Subject: Re: [tip PATCH v7 0/9] RFC: futex: requeue pi implementation

Darren Hart wrote:
> Thomas Gleixner wrote:
>> Darren,
>>
>> On Fri, 3 Apr 2009, Darren Hart wrote:
[snip]
>> Darren, could you please polish the initial design notes - especially
>> point out the subtle differences between requeue and requeue_pi - and
>> send them into the thread? That might help Uli and Jakub and we
>> definitly want to have that info preserved in Documentation/ as well.
>
> I'll be away most of the day so I've whipped something up quickly in
> order to get discussion started. It is probably a little heavy on the
> glibc details and a little light on the kernel details for inclusion in
> Documentation/. Please review for high-level content and let me know
> what you would like to see more or less of.
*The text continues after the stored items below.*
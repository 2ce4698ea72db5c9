// SPDX-License-Identifier: MIT OR Apache-2.0

//! End-to-end pipeline: obtain an EK public key, fingerprint it, fetch its
//! certificate

use std::fs;
use std::io::Write;

use tracing::{debug, info};

use crate::blob::PublicKeyBlob;
use crate::config::{KeySource, ProvisionPlan};
use crate::device::EkDevice;
use crate::error::{EkResult, StorageError};
use crate::fetch::{CertificateFetcher, HttpTransport};
use crate::fingerprint::Fingerprint;
use crate::lifecycle::{KeyLifecycleManager, Persistence};

/// What a successful run produced
#[derive(Debug, Clone)]
pub struct ProvisionReport {
    pub fingerprint: Fingerprint,
    /// Handle the EK was persisted at, if any
    pub persistent_handle: Option<u32>,
    pub certificate_len: usize,
}

/// Run the whole pipeline described by `plan`
///
/// Operator output (`persistent-handle:`, the verbose hash block and, when no
/// certificate path is configured, the certificate itself) goes to `stdout`.
/// The first failing stage aborts the run.
pub fn provision_or_fetch<D, T, W>(
    plan: &ProvisionPlan,
    device: &mut D,
    fetcher: &CertificateFetcher<T>,
    stdout: &mut W,
) -> EkResult<ProvisionReport>
where
    D: EkDevice,
    T: HttpTransport,
    W: Write,
{
    let (public, persistent_handle) = match &plan.key {
        KeySource::Create(request) => {
            let key = KeyLifecycleManager::new(device).provision(request, plan.output.as_deref())?;
            if let (Persistence::FirstVacant, Some(handle)) =
                (request.persistence, key.persistent_handle)
            {
                writeln!(stdout, "persistent-handle: 0x{:x}", handle).map_err(stdout_error)?;
            }
            (key.public, key.persistent_handle)
        }
        KeySource::Reuse(path) => {
            debug!(path = %path.display(), "reusing saved EK public area");
            (PublicKeyBlob::load(path)?, None)
        }
    };

    let fingerprint = Fingerprint::derive(&public)?;
    if plan.verbose {
        write!(
            stdout,
            "public-key-hash:\n  sha256: {}\n",
            fingerprint.hex_upper()
        )
        .map_err(stdout_error)?;
    }
    info!(fingerprint = %fingerprint.escaped(), "encoded EK fingerprint");

    let certificate = fetcher.fetch(&fingerprint)?;
    match &plan.fetch.cert_path {
        Some(path) => {
            fs::write(path, &certificate).map_err(|source| StorageError::Write {
                target: path.display().to_string(),
                source,
            })?;
            debug!(path = %path.display(), len = certificate.len(), "wrote EK certificate");
        }
        None => {
            stdout.write_all(&certificate).map_err(stdout_error)?;
            stdout.flush().map_err(stdout_error)?;
        }
    }

    Ok(ProvisionReport {
        fingerprint,
        persistent_handle,
        certificate_len: certificate.len(),
    })
}

fn stdout_error(source: std::io::Error) -> StorageError {
    StorageError::Write {
        target: "stdout".to_string(),
        source,
    }
}
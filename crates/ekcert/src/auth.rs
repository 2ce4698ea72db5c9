// SPDX-License-Identifier: MIT OR Apache-2.0

//! Authorization value parsing
//!
//! Follows the tpm2-tools conventions: `str:<text>`, `hex:<bytes>`,
//! `file:<path>`, or a bare string. Policy-session forms are not accepted.

use std::fmt;
use std::fs;

use ektpm2::session::MAX_AUTH_SIZE;

use crate::error::ConfigError;

/// A decoded authorization value (hierarchy password or object userAuth)
#[derive(Clone, Default, PartialEq, Eq)]
pub struct AuthValue(Vec<u8>);

impl AuthValue {
    pub fn empty() -> Self {
        Self(Vec::new())
    }

    pub fn new(bytes: impl Into<Vec<u8>>) -> Self {
        Self(bytes.into())
    }

    /// Parse an optional authorization string for `role` ("endorsement", ...)
    pub fn parse(role: &'static str, value: Option<&str>) -> Result<Self, ConfigError> {
        let Some(value) = value else {
            return Ok(Self::empty());
        };
        let invalid = |reason: String| ConfigError::InvalidAuth { role, reason };

        let auth = if let Some(text) = value.strip_prefix("str:") {
            Self::new(text.as_bytes())
        } else if let Some(hex_value) = value.strip_prefix("hex:") {
            hex::decode(hex_value)
                .map(Self::new)
                .map_err(|e| invalid(format!("bad hex value: {}", e)))?
        } else if let Some(path) = value.strip_prefix("file:") {
            if path == "-" {
                return Err(invalid("reading the auth value from stdin is not supported".into()));
            }
            fs::read(path)
                .map(Self::new)
                .map_err(|e| invalid(format!("cannot read {}: {}", path, e)))?
        } else if value.starts_with("session:") || value.starts_with("pcr:") {
            return Err(invalid(format!(
                "policy session authorization {:?} is not supported",
                value
            )));
        } else {
            Self::new(value.as_bytes())
        };

        if auth.0.len() > MAX_AUTH_SIZE {
            return Err(invalid(format!(
                "value is {} bytes, maximum is {}",
                auth.0.len(),
                MAX_AUTH_SIZE
            )));
        }
        Ok(auth)
    }

    pub fn as_bytes(&self) -> &[u8] {
        &self.0
    }

    pub fn is_empty(&self) -> bool {
        self.0.is_empty()
    }
}

impl Drop for AuthValue {
    fn drop(&mut self) {
        self.0.iter_mut().for_each(|b| *b = 0);
    }
}

impl fmt::Debug for AuthValue {
    fn fmt(&self, f: &mut fmt::Formatter<'_>) -> fmt::Result {
        write!(f, "AuthValue(<{} bytes>)", self.0.len())
    }
}
// SPDX-License-Identifier: MIT OR Apache-2.0

//! Scripted TPM and HTTP doubles for unit tests

use std::cell::RefCell;
use std::collections::BTreeSet;
use std::io;
use std::sync::{Arc, Mutex};

use ektpm2::{
    CreatePrimaryResult, Hierarchy, PasswordSession, PublicArea, PublicId, TpmCc, TpmError,
};

use crate::auth::AuthValue;
use crate::device::EkDevice;
use crate::error::TransportError;
use crate::fetch::HttpTransport;

/// TPM_RC_NV_DEFINED: the persistent handle is already in use
pub(crate) const RC_NV_DEFINED: u32 = 0x14C;

/// Every capability call the fake observed, in order
#[derive(Debug, Clone, PartialEq, Eq)]
pub(crate) enum Call {
    StartSession(Hierarchy),
    CloseSession(Hierarchy),
    CreatePrimary,
    EvictControl { object: u32, persistent: u32 },
    CloseHandle(u32),
    Flush(u32),
    FindVacant,
}

pub(crate) struct FakeTpm {
    pub calls: Vec<Call>,
    pub persistent: BTreeSet<u32>,
    pub transient: BTreeSet<u32>,
    pub modulus: Vec<u8>,
    pub fail_session: Option<Hierarchy>,
    pub fail_create: Option<u32>,
    pub fail_close_handle: bool,
    pub fail_flush: bool,
    pub persistent_full: bool,
    next_handle: u32,
}

impl FakeTpm {
    pub(crate) fn new() -> Self {
        Self {
            calls: Vec::new(),
            persistent: BTreeSet::new(),
            transient: BTreeSet::new(),
            modulus: (0..=255u8).rev().collect(),
            fail_session: None,
            fail_create: None,
            fail_close_handle: false,
            fail_flush: false,
            persistent_full: false,
            next_handle: 0x80000000,
        }
    }

    pub(crate) fn with_persistent(handles: &[u32]) -> Self {
        let mut tpm = Self::new();
        tpm.persistent.extend(handles);
        tpm
    }

    pub(crate) fn created(&self) -> usize {
        self.calls.iter().filter(|c| **c == Call::CreatePrimary).count()
    }

    fn rc(command: TpmCc, code: u32) -> TpmError {
        TpmError::ResponseCode { command, code }
    }
}

impl EkDevice for FakeTpm {
    fn start_auth_session(
        &mut self,
        hierarchy: Hierarchy,
        auth: &AuthValue,
    ) -> Result<PasswordSession, TpmError> {
        self.calls.push(Call::StartSession(hierarchy));
        if self.fail_session == Some(hierarchy) {
            return Err(TpmError::AuthTooLarge { len: 99, max: 64 });
        }
        PasswordSession::new(hierarchy, auth.as_bytes().to_vec())
    }

    fn close_auth_session(&mut self, session: PasswordSession) -> Result<(), TpmError> {
        self.calls.push(Call::CloseSession(session.hierarchy()));
        Ok(())
    }

    fn create_primary(
        &mut self,
        _session: &PasswordSession,
        template: &PublicArea,
        _user_auth: &AuthValue,
    ) -> Result<CreatePrimaryResult, TpmError> {
        self.calls.push(Call::CreatePrimary);
        if let Some(code) = self.fail_create {
            return Err(Self::rc(TpmCc::CreatePrimary, code));
        }

        let mut public = template.clone();
        public.unique = match &template.unique {
            PublicId::Rsa(_) => PublicId::Rsa(self.modulus.clone()),
            PublicId::Ecc { .. } => PublicId::Ecc {
                x: vec![0x11; 32],
                y: vec![0x22; 32],
            },
            PublicId::KeyedHash(_) => PublicId::KeyedHash(vec![0x33; 32]),
            PublicId::SymCipher(_) => PublicId::SymCipher(vec![0x44; 32]),
        };

        let handle = self.next_handle;
        self.next_handle += 1;
        self.transient.insert(handle);

        Ok(CreatePrimaryResult {
            handle,
            public_area: public.marshal(),
        })
    }

    fn evict_control(
        &mut self,
        _session: &PasswordSession,
        object: u32,
        persistent: u32,
    ) -> Result<u32, TpmError> {
        self.calls.push(Call::EvictControl { object, persistent });
        if !self.persistent.insert(persistent) {
            return Err(Self::rc(TpmCc::EvictControl, RC_NV_DEFINED));
        }
        Ok(persistent)
    }

    fn close_handle(&mut self, handle: u32) -> Result<(), TpmError> {
        self.calls.push(Call::CloseHandle(handle));
        if self.fail_close_handle {
            return Err(TpmError::Malformed("stale handle reference".into()));
        }
        Ok(())
    }

    fn flush_context(&mut self, handle: u32) -> Result<(), TpmError> {
        self.calls.push(Call::Flush(handle));
        if self.fail_flush {
            return Err(Self::rc(TpmCc::FlushContext, 0x18B));
        }
        self.transient.remove(&handle);
        Ok(())
    }

    fn find_vacant_persistent_handle(&mut self) -> Result<Option<u32>, TpmError> {
        self.calls.push(Call::FindVacant);
        if self.persistent_full {
            return Ok(None);
        }
        let used: Vec<u32> = self.persistent.iter().copied().collect();
        Ok(ektpm2::handles::first_vacant(&used))
    }
}

/// HTTP double returning a canned response and recording every URL
pub(crate) struct FakeTransport {
    pub requests: RefCell<Vec<String>>,
    pub status: Option<u16>,
    pub body: Vec<u8>,
}

impl FakeTransport {
    pub(crate) fn ok(body: &[u8]) -> Self {
        Self {
            requests: RefCell::new(Vec::new()),
            status: None,
            body: body.to_vec(),
        }
    }

    pub(crate) fn failing(status: u16) -> Self {
        Self {
            status: Some(status),
            ..Self::ok(&[])
        }
    }
}

impl HttpTransport for FakeTransport {
    fn get(&self, url: &str) -> Result<Vec<u8>, TransportError> {
        self.requests.borrow_mut().push(url.to_string());
        match self.status {
            Some(status) => Err(TransportError::Status {
                url: url.to_string(),
                status,
            }),
            None => Ok(self.body.clone()),
        }
    }
}

/// Log sink for asserting on tracing output
#[derive(Clone, Default)]
pub(crate) struct LogCapture(Arc<Mutex<Vec<u8>>>);

impl LogCapture {
    pub(crate) fn contents(&self) -> String {
        let buf = self.0.lock().map(|b| b.clone()).unwrap_or_default();
        String::from_utf8_lossy(&buf).into_owned()
    }

    /// Run `f` with a subscriber writing into this capture
    pub(crate) fn scope<T>(&self, f: impl FnOnce() -> T) -> T {
        let writer = self.clone();
        let subscriber = tracing_subscriber::fmt()
            .with_writer(move || writer.clone())
            .with_max_level(tracing::Level::DEBUG)
            .with_ansi(false)
            .finish();
        tracing::subscriber::with_default(subscriber, f)
    }
}

impl io::Write for LogCapture {
    fn write(&mut self, buf: &[u8]) -> io::Result<usize> {
        if let Ok(mut inner) = self.0.lock() {
            inner.extend_from_slice(buf);
        }
        Ok(buf.len())
    }

    fn flush(&mut self) -> io::Result<()> {
        Ok(())
    }
}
I'll pick this back up
> tomorrow to incorporate any suggestions and flesh out the kernel details
> a bit more.
>

Darren,

A gentle review of your documentation follows.

> Futex Requeue PI
> ----------------
>
> Requeueing of tasks from a non-PI futex to a PI futex requires special
> handling in order to ensure the underlying rt_mutex is never left without an
> owner if it has waiters; doing so would break the PI boosting logic [see
> rt-mutex-desgin.txt] For the purposes of brevity, this action will be referred
> to as "requeue_pi" throughout this document. Priority inheritance is
> abbreviated throughout as "PI".
>
> Motivation
> ----------
>
> Without requeue_pi, the current implementation of pthread_cond_broadcast()
> must resort to waking all the tasks waiting on a pthread_condvar and letting
> them try and sort out which task gets to run first in classic thundering-herd
^try to sort out^
> formation. An ideal implementation would wake the highest priority waiter,
^highest-priority^
> and leave the rest to the natural wakeup inherent in unlocking the mutex
> associated with the condvar.
>
> Consider the simplified glibc calls:
>
> /* caller must lock mutex */
> pthread_cond_wait(cond, mutex)
> {
> lock(cond->__data.__lock);
> unlock(mutex);
> do {
> unlock(cond->__data.__lock);
> futex_wait(cond->__data.__futex);
> lock(cond->__data.__lock);
> } while(...)
> unlock(cond->__data.__lock);
> lock(mutex);
> }
>
> pthread_cond_broadcast(cond)
> {
> lock(cond->__data.__lock);
> unlock(cond->__data.__lock);
> futex_requeue(cond->data.__futex, cond->mutex);
> }
>
> Once pthread_cond_broadcast() requeues the tasks, the cond->mutex has waiters.
> Note that pthread_cond_wait() attempts to lock the mutex only after it has
> returned to userspace. This will leave the underlying rt_mutex with waiters,
> and no owner, breaking the previously mentioned PI boosting algorithms.
^PI-boosting^
>
> In order to support PI-aware pthread_condvar's, the kernel needs to be able to
> requeue tasks to PI futexes. This support implies that upon a successful
> futex_wait system call, the caller would return to userspace already holding
> the PI futex. As such the glibc implemenation would be modified as follows:
^implementation^
>
>
> /* caller must lock mutex */
> pthread_cond_wait_pi(cond, mutex)
> {
> lock(cond->__data.__lock);
> unlock(mutex);
> do {
> unlock(cond->__data.__lock);
> futex_wait_requeue_pi(cond->__data.__futex);
> lock(cond->__data.__lock);
> } while(...)
> unlock(cond->__data.__lock);
> /* the kernel acquired the the mutex for us */
> }
>
> pthread_cond_broadcast_pi(cond)
> {
> lock(cond->__data.__lock);
> unlock(cond->__data.__lock);
> futex_requeue_pi(cond->data.__futex, cond->mutex);
> }
>
> The actual glibc implemenation will likely test for PI and make the
^implementation^

> necessary changes inside the existing calls rather than creating new calls
> for the PI cases. Similar changes are needed for pthread_cond_timedwait()
> and pthread_cond_signal().
>
> Implementation
> --------------
>
> In order to ensure the rt_mutex has an owner if it has waiters, it is necessary
> for the both the requeue code as well as the waiting code to be able to acquire
> the rt_mutex before returning to userspace (the requeue code cannot simply wake

I would suggest not using a parenthetical expression here because of the length
of the enclosed sentence. Also, you have a missing right parenthesis.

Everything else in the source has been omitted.